The starter pack, pictured above is the only essential part of the Disney Infinity equation. It contains the game disc itself, the magic scanner mat, three figurines and a mystical cube. Mr Incredible is there, The Incredibles being probably the most video-gamey of recent Pixar productions. Sully from Monsters Inc is inside too, masquerading as Sully from Monsters University, which I’m told is something called a “sequel” which exists to drain the life from self-contained artwork. Speaking of sucking, Captain Jack Sparrow rounds out the trio, because the Pirates of the Caribbean horse can never be dead enough. The aforementioned cube contains the playsets for each of these franchises, which I will get into in a bit when I finish talking about how cool toys are.

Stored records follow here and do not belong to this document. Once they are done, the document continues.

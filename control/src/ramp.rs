//! Velocity ramp between motion commands and the actuator.

use crate::config::Config;
use crate::log;
use crate::motor::Motor;
use crate::Millis;

/// Rate limiter of actuator speed changes.
///
/// Moves the commanded velocity toward its target by fixed-size steps, no
/// more often than once per configured interval, so the actuator never sees
/// a discontinuous speed change. The motor is enabled when motion starts
/// and disabled again once the velocity ramps back to zero.
#[derive(Debug)]
#[cfg_attr(feature = "defmt", derive(defmt::Format))]
pub struct Ramp {
    nominal: i32,
    step: i32,
    interval: u32,
    current: i32,
    target: i32,
    last_step_at: Millis,
    enabled: bool,
}

/// Observable phase of the ramp.
#[derive(Debug, Clone, Copy, PartialEq, Eq)]
#[cfg_attr(feature = "defmt", derive(defmt::Format))]
pub enum State {
    Idle,
    RampingUp,
    Cruising,
    RampingDown,
}

impl Ramp {
    #[must_use]
    pub fn new(config: &Config) -> Self {
        debug_assert!(config.ramp_step > 0);
        Self {
            nominal: config.velocity,
            step: config.ramp_step,
            interval: config.ramp_interval,
            current: 0,
            target: 0,
            last_step_at: 0,
            enabled: false,
        }
    }

    /// Start ramping toward the nominal velocity.
    ///
    /// When issued while already ramping or cruising, only the target is
    /// updated and the motor is left alone.
    pub fn ramp_up(&mut self, motor: &mut impl Motor, now: Millis) {
        self.target = self.nominal;
        if !self.enabled {
            self.enabled = true;
            // Seeded one step above zero. Velocities between zero and the
            // first step sit in the dead zone below the motor's minimum
            // moving speed.
            self.current = if self.nominal < 0 { -self.step } else { self.step };
            self.last_step_at = now;
            motor.enable();
            motor.set_velocity(self.current);
            log::info!("Motion enabled");
        }
    }

    /// Start ramping toward zero. No-op while idle.
    pub fn ramp_down(&mut self) {
        if self.enabled {
            self.target = 0;
        }
    }

    /// Advance the commanded velocity by at most one bounded step.
    pub fn update(&mut self, motor: &mut impl Motor, now: Millis) {
        if !self.enabled || self.current == self.target {
            return;
        }
        if now.wrapping_sub(self.last_step_at) < self.interval {
            return;
        }
        self.last_step_at = now;

        self.current = if self.current < self.target {
            self.current.saturating_add(self.step).min(self.target)
        } else {
            self.current.saturating_sub(self.step).max(self.target)
        };
        motor.set_velocity(self.current);

        if self.current == 0 {
            self.enabled = false;
            motor.disable();
            log::info!("Motion disabled");
        }
    }

    #[must_use]
    pub fn state(&self) -> State {
        if !self.enabled {
            State::Idle
        } else if self.current == self.target {
            State::Cruising
        } else if self.target == 0 {
            State::RampingDown
        } else {
            State::RampingUp
        }
    }

    #[must_use]
    pub fn velocity(&self) -> i32 {
        self.current
    }

    #[must_use]
    pub fn is_enabled(&self) -> bool {
        self.enabled
    }
}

After unboxing the box, I spent a good half hour simply admiring the bits and pieces. The toys themselves — non-articulated though they may be — look pretty damn great sitting on a shelf, with just enough detail to avoid seeming cheap. Which is good, because they’re not cheap at all. Still, I’d be happy to see them in my house even if they didn’t come to flipping life and run around inside my TV like some god damn black magic show.
That picture up there is a lie, of course, if only by omission. While Infinity seems perfectly serviceable if you stick to the Starter Pack, I’m not some cold, unfeeling monster who leaves poor toys on a shelf to rot away. Toy Story taught me a long time ago that toys have feelings, and goals, and celebrity voices, and that all they really want is to make you happy so you should buy a lot of them. Which is why I got the Villains Pack, a single helping of Violet from The Incredibles, and three power disc packs. My dignity is partially salvaged by the fact that two of those disc packs were thrown in as pre-order bonuses, even though I didn’t pre-order. This happened because making friends is good and Disney brings out the best in people, not because nobody else was rushing in at 9:00am to buy toys.
Toy Story is made by Pixar, which is owned by Disney. It’s also likely to be included in the next wave of Infinity toys. Isn’t that a lovely coincidence?
Anyway, the final haul went like this: the previously covered default junk, Syndrome and Violet from The Incredibles, Randal Boggs from Monsters, Davy Jones from Pirates, three Cars-themed round power discs, an Alice in Wonderland terrain theme disc, two Finding Nemo sky theme discs and a disc that instantly summons the elephant version of Aladdin’s monkey sidekick. I managed to avoid buying the other character pack by temporarily beating my inner child unconscious, and avoided the Cars and Lone Ranger playsets by remembering that both of those franchises are lukewarm balls.
Two of the Cars discs and the elephant were decidedly lenticular in appearance, as well as being red and orange, respectively. Years of experience as a small boy told me this meant these were very special, and that I was special for owning them. The internet confirmed it, assuring me that these discs were rare because Disney Says So. Disappointingly, the rare discs are not fancy, scarce versions of the normal disc; instead, each wave has a set number of rare types already included. Honestly, Disney, how am I supposed to assert my dominance over other people if I can’t show them that my holographic, orange, elephant plastic thingy is better than their regular, clear, elephant plastic thingy? It’s hard to gauge how rare these discs even are, considering I bought six and got three of the bastards.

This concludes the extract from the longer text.